POLYPHASE FOLDING IN THE SIX MILE THRUST SHEET (INNER PIEDMONT), TAYLORS QUADRANGLE, GREENVILLE COUNTY, SOUTH CAROLINA
The early isoclines are sparse and are herein named Suber Mills (SM) for the locality where they were first described. Chevron and isoclinal folds with symmetric to asymmetric forms occur; they are best observed in unsheared, laminated mica schist and are herein named Pebble Creek (PC). A shearing fabric (SF) affects both of these early fold phases by reorienting earlier s-surfaces of SM and PC folds, and by forming c-surfaces. The MF and SF were folded into open, eastward plunging folds, herein named Enoree (ER) for outcrops first noted along the northern reaches of the Enoree River. The final mesoscopic fold phase cross folds the ER at nearly right angles with a northerly trend. These open folds are named Wade Hampton (WH) for exposures noted in an excavation pit.
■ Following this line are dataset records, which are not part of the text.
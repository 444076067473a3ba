use clustermap_context::Context;

use super::is_rate_limited;
use super::next_link;
use super::normalise_host;
use super::normalise_repository;
use super::parse_bearer_challenge;
use super::RegistryClient;

#[test]
fn challenge_quoted_values() {
    let challenge = parse_bearer_challenge(
        r#"Bearer realm="https://auth.example/token",service="registry",scope="repository:foo/bar:pull""#,
    )
    .unwrap();
    assert_eq!(challenge.realm, "https://auth.example/token");
    assert_eq!(challenge.service.as_deref(), Some("registry"));
    assert_eq!(challenge.scope.as_deref(), Some("repository:foo/bar:pull"));
}

#[test]
fn challenge_whitespace_and_bare_values() {
    let challenge =
        parse_bearer_challenge("Bearer realm = https://auth.example/token , service = registry")
            .unwrap();
    assert_eq!(challenge.realm, "https://auth.example/token");
    assert_eq!(challenge.service.as_deref(), Some("registry"));
    assert_eq!(challenge.scope, None);
}

#[test]
fn challenge_requires_bearer_scheme() {
    assert!(parse_bearer_challenge("Basic realm=\"x\"").is_none());
    assert!(parse_bearer_challenge("Bearer service=\"registry\"").is_none());
}

#[test]
fn link_header_resolution() {
    let current = reqwest::Url::parse("https://ghcr.io/v2/foo/tags/list?n=1000").unwrap();
    let mut headers = reqwest::header::HeaderMap::new();
    headers.insert(
        reqwest::header::LINK,
        "</v2/foo/tags/list?n=1000&last=1.0.0>; rel=\"next\"".parse().unwrap(),
    );
    let next = next_link(&headers, &current).unwrap().unwrap();
    assert_eq!(
        next.as_str(),
        "https://ghcr.io/v2/foo/tags/list?n=1000&last=1.0.0",
    );

    let empty = reqwest::header::HeaderMap::new();
    assert!(next_link(&empty, &current).unwrap().is_none());
}

#[test]
fn docker_hub_normalisation() {
    assert_eq!(normalise_host("docker.io"), "registry-1.docker.io");
    assert_eq!(normalise_host("ghcr.io"), "ghcr.io");
    assert_eq!(normalise_repository("registry-1.docker.io", "nginx"), "library/nginx");
    assert_eq!(
        normalise_repository("registry-1.docker.io", "grafana/grafana"),
        "grafana/grafana",
    );
    assert_eq!(normalise_repository("ghcr.io", "nginx"), "nginx");
}

#[tokio::test]
async fn token_challenge_flow() {
    let mut server = mockito::Server::new_async().await;
    let host = server.host_with_port();
    let challenge = format!(
        "Bearer realm=\"{}/token\",service=\"registry\",scope=\"repository:foo/bar:pull\"",
        server.url(),
    );

    let denied = server
        .mock("GET", "/v2/foo/bar/tags/list")
        .match_query(mockito::Matcher::Any)
        .match_header("authorization", mockito::Matcher::Missing)
        .with_status(401)
        .with_header("www-authenticate", &challenge)
        .create_async()
        .await;
    let token = server
        .mock("GET", "/token")
        .match_query(mockito::Matcher::AllOf(vec![
            mockito::Matcher::UrlEncoded("service".into(), "registry".into()),
            mockito::Matcher::UrlEncoded("scope".into(), "repository:foo/bar:pull".into()),
        ]))
        .with_status(200)
        .with_body(r#"{"token":"XYZ"}"#)
        .create_async()
        .await;
    let allowed = server
        .mock("GET", "/v2/foo/bar/tags/list")
        .match_query(mockito::Matcher::Any)
        .match_header("authorization", "Bearer XYZ")
        .with_status(200)
        .with_body(r#"{"name":"foo/bar","tags":["1.0.0","1.0.1","1.1.0-rc1"]}"#)
        .create_async()
        .await;

    let client = RegistryClient::insecure().unwrap();
    let context = Context::fixture();
    let tags = client.list_tags(&context, &host, "foo/bar").await.unwrap();
    assert_eq!(tags, vec!["1.0.0", "1.0.1", "1.1.0-rc1"]);

    denied.assert_async().await;
    token.assert_async().await;
    allowed.assert_async().await;
}

#[tokio::test]
async fn cached_token_reused_across_repositories() {
    let mut server = mockito::Server::new_async().await;
    let host = server.host_with_port();
    let challenge = format!("Bearer realm=\"{}/token\"", server.url());

    server
        .mock("GET", "/v2/foo/one/tags/list")
        .match_query(mockito::Matcher::Any)
        .match_header("authorization", mockito::Matcher::Missing)
        .with_status(401)
        .with_header("www-authenticate", &challenge)
        .create_async()
        .await;
    server
        .mock("GET", "/token")
        .match_query(mockito::Matcher::Any)
        .with_status(200)
        .with_body(r#"{"access_token":"CACHED"}"#)
        .expect(1)
        .create_async()
        .await;
    server
        .mock("GET", "/v2/foo/one/tags/list")
        .match_query(mockito::Matcher::Any)
        .match_header("authorization", "Bearer CACHED")
        .with_status(200)
        .with_body(r#"{"tags":["1.0.0"]}"#)
        .create_async()
        .await;
    let second = server
        .mock("GET", "/v2/foo/two/tags/list")
        .match_query(mockito::Matcher::Any)
        .match_header("authorization", "Bearer CACHED")
        .with_status(200)
        .with_body(r#"{"tags":["2.0.0"]}"#)
        .create_async()
        .await;

    let client = RegistryClient::insecure().unwrap();
    let context = Context::fixture();
    client.list_tags(&context, &host, "foo/one").await.unwrap();
    let tags = client.list_tags(&context, &host, "foo/two").await.unwrap();
    assert_eq!(tags, vec!["2.0.0"]);
    second.assert_async().await;
}

#[tokio::test]
async fn pagination_concatenates_pages() {
    let mut server = mockito::Server::new_async().await;
    let host = server.host_with_port();

    server
        .mock("GET", "/v2/foo/tags/list")
        .match_query(mockito::Matcher::Exact("n=1000".into()))
        .with_status(200)
        .with_header(
            "link",
            "</v2/foo/tags/list?n=1000&last=1.0.0>; rel=\"next\"",
        )
        .with_body(r#"{"tags":["0.9.0","1.0.0"]}"#)
        .create_async()
        .await;
    server
        .mock("GET", "/v2/foo/tags/list")
        .match_query(mockito::Matcher::Exact("n=1000&last=1.0.0".into()))
        .with_status(200)
        .with_body(r#"{"tags":["1.1.0"]}"#)
        .create_async()
        .await;

    let client = RegistryClient::insecure().unwrap();
    let context = Context::fixture();
    let tags = client.list_tags(&context, &host, "foo").await.unwrap();
    assert_eq!(tags, vec!["0.9.0", "1.0.0", "1.1.0"]);
}

#[tokio::test]
async fn rate_limit_surfaces_marker() {
    let mut server = mockito::Server::new_async().await;
    let host = server.host_with_port();
    server
        .mock("GET", "/v2/foo/tags/list")
        .match_query(mockito::Matcher::Any)
        .with_status(429)
        .create_async()
        .await;

    let client = RegistryClient::insecure().unwrap();
    let context = Context::fixture();
    let error = client.list_tags(&context, &host, "foo").await.unwrap_err();
    assert!(is_rate_limited(&error));
}

#[tokio::test]
async fn oversized_body_rejected() {
    let mut server = mockito::Server::new_async().await;
    let host = server.host_with_port();
    let body = format!(r#"{{"tags":["{}"]}}"#, "x".repeat(super::TAGS_BODY_LIMIT));
    server
        .mock("GET", "/v2/foo/tags/list")
        .match_query(mockito::Matcher::Any)
        .with_status(200)
        .with_body(body)
        .create_async()
        .await;

    let client = RegistryClient::insecure().unwrap();
    let context = Context::fixture();
    let error = client.list_tags(&context, &host, "foo").await.unwrap_err();
    assert!(error.is::<super::BodyTooLarge>());
}

#[tokio::test]
async fn missing_tags_field_tolerated() {
    let mut server = mockito::Server::new_async().await;
    let host = server.host_with_port();
    server
        .mock("GET", "/v2/foo/tags/list")
        .match_query(mockito::Matcher::Any)
        .with_status(200)
        .with_body(r#"{"name":"foo","tags":null}"#)
        .create_async()
        .await;

    let client = RegistryClient::insecure().unwrap();
    let context = Context::fixture();
    let tags = client.list_tags(&context, &host, "foo").await.unwrap();
    assert!(tags.is_empty());
}
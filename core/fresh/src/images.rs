//! Background checked cache of latest image tags per deployed variant.
use std::collections::HashMap;
use std::collections::HashSet;
use std::sync::Arc;
use std::sync::RwLock;
use std::time::Duration;

use clustermap_context::Context;
use clustermap_models::ImageRef;

use crate::gate::CheckGate;
use crate::registry::is_rate_limited;
use crate::registry::RegistryClient;
use crate::variant::highest_matching_tag;
use crate::variant::UNKNOWN;

/// Minimum time between completed image checks.
const CHECK_HOLD: Duration = Duration::from_secs(15 * 60);

/// Delay between per-repository queries, to stay below upstream rate limits.
const QUERY_PACING: Duration = Duration::from_secs(2);

/// Background checked cache mapping `image|deployedTag` to the latest
/// tag of the same variant.
///
/// Writer/reader behaviour matches [`ChartsCache`](crate::ChartsCache):
/// entries become visible per repository, unresolved entries read as `-`.
#[derive(Clone)]
pub struct ImagesCache {
    inner: Arc<ImagesInner>,
}

struct ImagesInner {
    client: RegistryClient,
    entries: RwLock<HashMap<String, String>>,
    gate: CheckGate,
}

impl ImagesCache {
    pub fn new(client: RegistryClient) -> ImagesCache {
        ImagesCache {
            inner: Arc::new(ImagesInner {
                client,
                entries: RwLock::new(HashMap::new()),
                gate: CheckGate::new(),
            }),
        }
    }

    /// Cache key for a deployed image.
    pub fn key(image: &ImageRef) -> String {
        format!("{}/{}|{}", image.registry, image.repository, image.tag)
    }

    /// Latest known tag of the deployed image's variant, `-` when unresolved.
    pub fn latest(&self, image: &ImageRef) -> String {
        self.inner
            .entries
            .read()
            .expect("ImagesCache entries lock poisoned")
            .get(&ImagesCache::key(image))
            .cloned()
            .unwrap_or_else(|| UNKNOWN.to_string())
    }

    /// Resolve the latest same-variant tag for every deployed image.
    ///
    /// Single-flight and held for fifteen minutes after each completion.
    /// Rate limited registry hosts are skipped for the remainder of the cycle
    /// with their entries left at the sentinel.
    pub async fn check(&self, context: &Context, mut images: Vec<ImageRef>) {
        if !self.inner.gate.begin(CHECK_HOLD) {
            slog::debug!(context.logger, "Image freshness check skipped by gate");
            return;
        }

        images.sort_by_key(ImagesCache::key);
        images.dedup();

        {
            let mut entries = self
                .inner
                .entries
                .write()
                .expect("ImagesCache entries lock poisoned");
            entries.clear();
            for image in &images {
                entries.insert(ImagesCache::key(image), UNKNOWN.into());
            }
        }

        // Tag lists are shared between deployed tags of the same repository
        // so each repository is queried at most once per cycle.
        let mut tag_lists: HashMap<(String, String), Vec<String>> = HashMap::new();
        let mut skip_hosts: HashSet<String> = HashSet::new();
        let mut first_query = true;
        for image in &images {
            if context.check_shutdown().is_err() {
                break;
            }
            if skip_hosts.contains(&image.registry) {
                continue;
            }

            let repo = (image.registry.clone(), image.repository.clone());
            if !tag_lists.contains_key(&repo) {
                if !first_query {
                    tokio::select! {
                        biased;
                        _ = context.cancel.cancelled() => break,
                        _ = tokio::time::sleep(QUERY_PACING) => (),
                    }
                }
                first_query = false;

                let tags = match self
                    .inner
                    .client
                    .list_tags(context, &image.registry, &image.repository)
                    .await
                {
                    Ok(tags) => tags,
                    Err(error) if is_rate_limited(&error) => {
                        slog::warn!(
                            context.logger,
                            "Registry rate limited image check, skipping host this cycle";
                            "host" => &image.registry,
                        );
                        skip_hosts.insert(image.registry.clone());
                        continue;
                    }
                    Err(error) => {
                        slog::warn!(
                            context.logger, "Unable to list image tags";
                            "image" => %image,
                            "error" => %error,
                        );
                        continue;
                    }
                };
                tag_lists.insert(repo.clone(), tags);
            }

            let tags = &tag_lists[&repo];
            let latest = highest_matching_tag(&image.tag, tags);
            self.inner
                .entries
                .write()
                .expect("ImagesCache entries lock poisoned")
                .insert(ImagesCache::key(image), latest);
        }

        self.inner.gate.finish();
        slog::debug!(
            context.logger, "Image freshness check completed";
            "images" => images.len(),
        );
    }
}

#[cfg(test)]
mod tests;
//! Read-only HTTP API over the published snapshot.
use actix_web::web::ServiceConfig;
use actix_web::HttpResponse;

pub mod diagrams;
pub mod health;
pub mod metrics;


/// Service Unavailable (503) response used until the first snapshot exists.
#[inline]
pub fn initializing() -> HttpResponse {
    HttpResponse::ServiceUnavailable().json(serde_json::json!({"status": "initializing"}))
}

/// Not Found (404) API response, commonly for non-existing records.
#[inline]
pub fn not_found() -> HttpResponse {
    HttpResponse::NotFound().json(serde_json::json!({}))
}

/// Configure an HTTP Server with all endpoints in this API module.
///
/// The snapshot store and the metrics registry must be registered as app data
/// by the caller.
pub fn configure(config: &mut ServiceConfig) {
    config
        .service(self::diagrams::list)
        .service(self::diagrams::get)
        .service(self::health::health)
        .service(self::metrics::metrics);
}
The interference pattern between ER and WH commonly gives rise to basin and domes in pavement outcrops.
The Taylors synform is a macroscopic structure located in the center of the quadrangle. It is based on a map pattern that refolds WH fold axes and plunges gently to the east. A second map-scale fold, the Greer system, refolds the Taylors synform about a north-northeast axis, and it is the last recognized phase of folding. Both of these structures correlate with structures mapped to the east by Bramlett and Griffin (1978).